Ronald Drump is a real estate developer who is afraid that people looking to sell their real estate will demand a higher price if they know he is the interested purchaser, so he employs Barbara Cochran, a licensed real estate broker, at a weekly salary of $1,500.00, to act as if she is buying property for herself. Cochran purchases property Drump wants in her name and then transfers ownership to Drump.

Cochran told Drump that she found a vacant parcel of land available for purchase at $300,000.00. Drump authorized Cochran to purchase the

land and gave her $300,000.00 to complete the purchase.

Unknown to Drump, Cochran had an interest in the vacant land. Before Drump had employed her, Cochran had purchased an option to buy the vacant land for $150,000.00. When Drump gave Cochran the $300,000.00, Cochran exercised her option to buy the vacant land, used $150,000.00 of the $300,000.00 to complete the purchase, and kept the remaining $150,000.00.

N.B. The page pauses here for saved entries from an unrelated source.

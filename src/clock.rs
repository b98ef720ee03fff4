//! Injectable clock source
//!
//! Expiry is decided by comparing "milliseconds since the Unix epoch"
//! timestamps taken at store time and lookup time. The clock is a trait
//! object so tests can freeze or advance time deterministically instead of
//! sleeping.

use std::fmt;
use std::sync::Arc;
use std::sync::atomic::{AtomicI64, Ordering};

/// Time source contract expected by the memoizing wrappers.
///
/// Production implementations must be monotonically non-decreasing for
/// expiry comparisons to hold; test doubles may jump arbitrarily.
pub trait Clock: Send + Sync + fmt::Debug {
    /// Current time in milliseconds since the Unix epoch
    fn now_millis(&self) -> i64;
}

/// Wall-clock time source backed by `chrono`
#[derive(Debug, Clone, Copy, Default)]
pub struct SystemClock;

impl SystemClock {
    /// Create a new system clock
    pub fn new() -> Self {
        Self
    }
}

impl Clock for SystemClock {
    fn now_millis(&self) -> i64 {
        chrono::Utc::now().timestamp_millis()
    }
}

/// Manually driven clock for deterministic tests
///
/// Starts frozen and only moves when told to. Hand a shared handle to a
/// wrapper via [`crate::Memoized::with_clock`], keep a clone, and advance it
/// from the test body.
#[derive(Debug, Default)]
pub struct ManualClock {
    now: AtomicI64,
}

impl ManualClock {
    /// Create a clock frozen at `start` milliseconds
    pub fn new(start: i64) -> Self {
        Self {
            now: AtomicI64::new(start),
        }
    }

    /// Create a shared handle frozen at `start`, ready to hand to a wrapper
    pub fn shared(start: i64) -> Arc<Self> {
        Arc::new(Self::new(start))
    }

    /// Move the clock forward by `millis`
    pub fn advance(&self, millis: i64) {
        self.now.fetch_add(millis, Ordering::SeqCst);
    }

    /// Jump the clock to an absolute timestamp
    pub fn set(&self, millis: i64) {
        self.now.store(millis, Ordering::SeqCst);
    }
}

impl Clock for ManualClock {
    fn now_millis(&self) -> i64 {
        self.now.load(Ordering::SeqCst)
    }
}
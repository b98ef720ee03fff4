//! Private per-wrapper cache store
//!
//! Each memoizing wrapper owns exactly one [`Store`]: created empty at
//! construction, dropped with the wrapper, never shared between wrappers.
//! Expiry is lazy and timer-free: entries carry the timestamp they were
//! stored at, and validity is decided by comparing against the clock at
//! lookup time. An expired entry stays resident until the next call with
//! the same key overwrites it, or a caller-driven purge removes it.

use crate::clock::Clock;
use crate::stats::CacheStats;
use std::collections::HashMap;
use std::fmt;
use std::sync::atomic::{AtomicU64, Ordering};
use std::sync::{Arc, Mutex, MutexGuard, PoisonError};

/// Entry validity window for a wrapper's cache
#[derive(Debug, Clone, Copy, PartialEq, Eq)]
pub enum Ttl {
    /// Entries never expire (cache-once semantics)
    Never,
    /// Entries are valid strictly while `now - stored_at < millis`
    Millis(i64),
}

impl Ttl {
    /// Normalize a raw timeout: a non-positive value means "never expires",
    /// never "always expire"
    pub fn from_millis(timeout_ms: i64) -> Self {
        if timeout_ms > 0 {
            Self::Millis(timeout_ms)
        } else {
            Self::Never
        }
    }
}

/// Expiry sentinel stored with each entry.
///
/// Modeled as an explicit state rather than a numeric infinity.
#[derive(Debug, Clone, Copy, PartialEq, Eq)]
enum Expiry {
    /// Entry never expires
    Never,
    /// Entry stored at this timestamp (milliseconds since the Unix epoch)
    StoredAt(i64),
}

/// A cached computation result. The entry owns its result; callers get
/// clones.
#[derive(Debug, Clone)]
struct CacheEntry<R> {
    result: R,
    stored: Expiry,
}

/// Mutex-guarded map with lazy expiry, owned by one wrapper
pub(crate) struct Store<R> {
    entries: Mutex<HashMap<String, CacheEntry<R>>>,
    ttl: Ttl,
    clock: Arc<dyn Clock>,
    hits: AtomicU64,
    misses: AtomicU64,
}

impl<R: Clone> Store<R> {
    pub(crate) fn new(ttl: Ttl, clock: Arc<dyn Clock>) -> Self {
        Self {
            entries: Mutex::new(HashMap::new()),
            ttl,
            clock,
            hits: AtomicU64::new(0),
            misses: AtomicU64::new(0),
        }
    }

    /// Replace the clock. Intended for wrapper construction, before any
    /// entries exist.
    pub(crate) fn set_clock(&mut self, clock: Arc<dyn Clock>) {
        self.clock = clock;
    }

    pub(crate) fn ttl(&self) -> Ttl {
        self.ttl
    }

    /// Look up a live entry, counting the outcome as a hit or miss.
    ///
    /// Expired entries are treated as absent but left resident.
    pub(crate) fn lookup(&self, key: &str) -> Option<R> {
        let found = {
            let entries = self.guard();
            entries.get(key).and_then(|entry| {
                if self.is_live(entry) {
                    Some(entry.result.clone())
                } else {
                    None
                }
            })
        };

        match found {
            Some(result) => {
                self.hits.fetch_add(1, Ordering::Relaxed);
                tracing::trace!(key, "cache hit");
                Some(result)
            }
            None => {
                self.misses.fetch_add(1, Ordering::Relaxed);
                tracing::trace!(key, "cache miss");
                None
            }
        }
    }

    /// Insert or overwrite the entry for `key`. At most one entry exists per
    /// key at any time.
    pub(crate) fn store(&self, key: String, result: R) {
        let stored = match self.ttl {
            Ttl::Never => Expiry::Never,
            Ttl::Millis(_) => Expiry::StoredAt(self.clock.now_millis()),
        };

        self.guard().insert(key, CacheEntry { result, stored });
    }

    /// Remove currently expired entries, returning how many were removed
    pub(crate) fn purge_expired(&self) -> usize {
        let mut entries = self.guard();
        let before = entries.len();
        entries.retain(|_, entry| self.is_live(entry));
        before - entries.len()
    }

    /// Drop all entries
    pub(crate) fn clear(&self) {
        self.guard().clear();
    }

    pub(crate) fn len(&self) -> usize {
        self.guard().len()
    }

    pub(crate) fn stats(&self) -> CacheStats {
        CacheStats::new(
            self.hits.load(Ordering::Relaxed),
            self.misses.load(Ordering::Relaxed),
            self.len(),
        )
    }

    fn is_live(&self, entry: &CacheEntry<R>) -> bool {
        match (self.ttl, entry.stored) {
            (Ttl::Never, Expiry::Never) => true,
            (Ttl::Millis(ttl), Expiry::StoredAt(stored_at)) => {
                // Strict comparison: an entry is stale the instant the
                // window elapses
                self.clock.now_millis() - stored_at < ttl
            }
            // A wrapper only writes the shape matching its own TTL; any
            // mismatch is treated as stale
            _ => false,
        }
    }

    /// The store must stay usable even if a holder of the guard panicked;
    /// entries are only ever whole values, so the map cannot be observed
    /// mid-update.
    fn guard(&self) -> MutexGuard<'_, HashMap<String, CacheEntry<R>>> {
        self.entries.lock().unwrap_or_else(PoisonError::into_inner)
    }
}

impl<R> fmt::Debug for Store<R> {
    fn fmt(&self, f: &mut fmt::Formatter<'_>) -> fmt::Result {
        f.debug_struct("Store")
            .field("ttl", &self.ttl)
            .field(
                "entries",
                &self.entries.lock().map(|e| e.len()).unwrap_or(0),
            )
            .finish()
    }
}
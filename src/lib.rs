//! # memocache
//!
//! Function-result memoization with lazy, timer-free TTL expiry.
//!
//! Wrap any computation function and get back a caching wrapper that keys
//! results by a derived string identity of the call arguments and
//! transparently recomputes once a per-entry time-to-live has elapsed. No
//! background timers: validity is a timestamp comparison at lookup time.
//!
//! ## Components
//!
//! | Component | Description |
//! |-----------|-------------|
//! | [`derive_key`] | Stable string identity for arbitrary structured key material |
//! | [`Memoized`] / [`memoize`] | Caching wrapper around an infallible function |
//! | [`TryMemoized`] / [`try_memoize`] | Fallible variant; errors propagate and are never cached |
//! | [`Clock`] / [`ManualClock`] | Injectable time source for deterministic tests |
//! | [`CacheStats`] | Hit/miss counters per wrapper |
//!
//! ## Example
//!
//! ```rust
//! use memocache::memoize_with_ttl;
//!
//! let lookup = memoize_with_ttl(|user_id: &u64| format!("profile-{user_id}"), 5_000);
//!
//! let first = lookup.call(7);
//! let second = lookup.call(7); // served from cache for 5 seconds
//! assert_eq!(first, second);
//! ```
//!
//! ## Semantics worth knowing
//!
//! - A non-positive TTL means entries never expire, not "always expire".
//! - Each wrapper owns a private cache; wrapping the same function twice
//!   yields fully isolated caches.
//! - Map-typed key material keeps its native key order when deriving keys,
//!   so structurally equal maps with different insertion orders may derive
//!   different keys. Documented imprecision, not a defect.
//! - Expired entries stay resident until overwritten by the next call with
//!   their key or removed by [`Memoized::purge_expired`]. Accepted
//!   memory-growth tradeoff of the timer-free design.

pub mod clock;
pub mod error;
pub mod key;
pub mod memoize;
pub mod stats;
mod store;

pub use clock::{Clock, ManualClock, SystemClock};
pub use error::{Error, Result};
pub use key::{FALLBACK_KEY, derive_key, try_derive_key};
pub use memoize::{
    Memoized, TryMemoized, memoize, memoize_with, memoize_with_ttl, try_memoize, try_memoize_with,
    try_memoize_with_ttl,
};
pub use stats::CacheStats;
pub use store::Ttl;
//! Error handling types

use thiserror::Error;

/// Result type alias for operations that can fail
pub type Result<T> = std::result::Result<T, Error>;

/// Main error type for memocache
#[derive(Error, Debug)]
pub enum Error {
    /// Key material could not be structurally serialized
    #[error("Key derivation error: {source}")]
    KeyDerivation {
        /// The underlying serialization error
        #[from]
        source: serde_json::Error,
    },
}

impl Error {
    /// Create a key derivation error
    pub fn key_derivation(source: serde_json::Error) -> Self {
        Self::KeyDerivation { source }
    }
}
use std::time::Duration;

use reqwest::Url;

use super::types::PositiveUsize;
use crate::error::ValidationError;

pub(super) fn parse_positive_usize(s: &str) -> Result<PositiveUsize, ValidationError> {
    s.parse::<PositiveUsize>()
}

/// Parses `host[:port]` into the `http://` base every method path is joined
/// onto. Schemes, paths and queries are rejected.
pub(crate) fn parse_host(s: &str) -> Result<Url, ValidationError> {
    let value = s.trim();
    if value.contains(['/', '?', '#', '@']) {
        return Err(ValidationError::HostHasPath {
            value: value.to_owned(),
        });
    }
    let url = Url::parse(&format!("http://{}", value)).map_err(|err| {
        ValidationError::InvalidHost {
            value: value.to_owned(),
            source: err,
        }
    })?;
    if url.host_str().is_none_or(str::is_empty) {
        return Err(ValidationError::InvalidHost {
            value: value.to_owned(),
            source: url::ParseError::EmptyHost,
        });
    }
    Ok(url)
}

/// Parses `<number>[ms|s|m|h]`; a bare number is seconds.
pub(crate) fn parse_duration_arg(s: &str) -> Result<Duration, ValidationError> {
    let value = s.trim();
    if value.is_empty() {
        return Err(ValidationError::DurationEmpty);
    }

    let digits_len = value
        .bytes()
        .take_while(u8::is_ascii_digit)
        .count();
    if digits_len == 0 {
        return Err(ValidationError::InvalidDurationFormat {
            value: value.to_owned(),
        });
    }
    let (num_part, unit_part) = value.split_at(digits_len);
    let number: u64 = num_part
        .parse()
        .map_err(|err| ValidationError::InvalidDurationNumber {
            value: value.to_owned(),
            source: err,
        })?;

    let unit = if unit_part.is_empty() { "s" } else { unit_part };
    let duration = match unit {
        "ms" => Duration::from_millis(number),
        "s" => Duration::from_secs(number),
        "m" => {
            let secs = number
                .checked_mul(60)
                .ok_or(ValidationError::DurationOverflow)?;
            Duration::from_secs(secs)
        }
        "h" => {
            let secs = number
                .checked_mul(60)
                .and_then(|minutes| minutes.checked_mul(60))
                .ok_or(ValidationError::DurationOverflow)?;
            Duration::from_secs(secs)
        }
        _ => {
            return Err(ValidationError::InvalidDurationUnit {
                unit: unit.to_owned(),
            });
        }
    };

    if duration.is_zero() {
        return Err(ValidationError::DurationZero);
    }

    Ok(duration)
}
use serde::Deserialize;

use crate::error::ContentError;

use super::items::null_as_default;
use super::{ContentKind, EpgItem, MediaItem};

#[derive(Debug, Clone, Default, Deserialize)]
#[serde(default)]
pub struct MediaItemsResponse {
    pub total_items: i64,
    #[serde(deserialize_with = "null_as_default")]
    pub items: Vec<MediaItem>,
}

#[derive(Debug, Clone, Default, Deserialize)]
#[serde(default)]
pub struct EpgItemsResponse {
    pub total_items: i64,
    #[serde(deserialize_with = "null_as_default")]
    pub items: Vec<EpgItem>,
}

#[derive(Debug, Clone, Default, Deserialize)]
#[serde(default)]
pub struct SearchResponse {
    pub total_items: i64,
    #[serde(deserialize_with = "null_as_default")]
    pub items: Vec<SearchItem>,
}

/// One entry of a mixed search result, tagged by kind.
#[derive(Debug, Clone, Default, Deserialize)]
#[serde(default)]
pub struct SearchItem {
    #[serde(rename = "type")]
    pub tag: String,
    pub media_item: Option<MediaItem>,
    pub epg: Option<EpgItem>,
}

impl SearchItem {
    /// Resolves the tagged payload to a content id. Unknown tags yield
    /// `Ok(None)`.
    ///
    /// # Errors
    ///
    /// Returns `ContentError::MissingPayload` when the tag names a known kind
    /// but the matching payload is absent.
    pub fn content_ref(&self) -> Result<Option<(ContentKind, i64)>, ContentError> {
        let kind = match self.tag.as_str() {
            "media_item" => ContentKind::MediaItem,
            "epg" => ContentKind::Epg,
            _ => return Ok(None),
        };
        let id = match kind {
            ContentKind::MediaItem => self.media_item.as_ref().map(|item| item.id),
            ContentKind::Epg => self.epg.as_ref().map(|item| item.id),
        };
        id.map(|id| Some((kind, id)))
            .ok_or(ContentError::MissingPayload {
                tag: kind.as_str(),
            })
    }
}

Drump now sues Cochran for breach of fiduciary duty, asking that Cochran be required to give Drump the entire profit on the transaction. Cochran

argues that Drump's sole remedy is to rescind the transaction - return the vacant land to her in exchange for the $300,000.00 purchase price.

Can Drump recover the profit Cochran made on the sale and keep the vacant land, or is he entitled only to transfer the vacant land back to Cochran

in return for a refund of his money?

Explain your answer.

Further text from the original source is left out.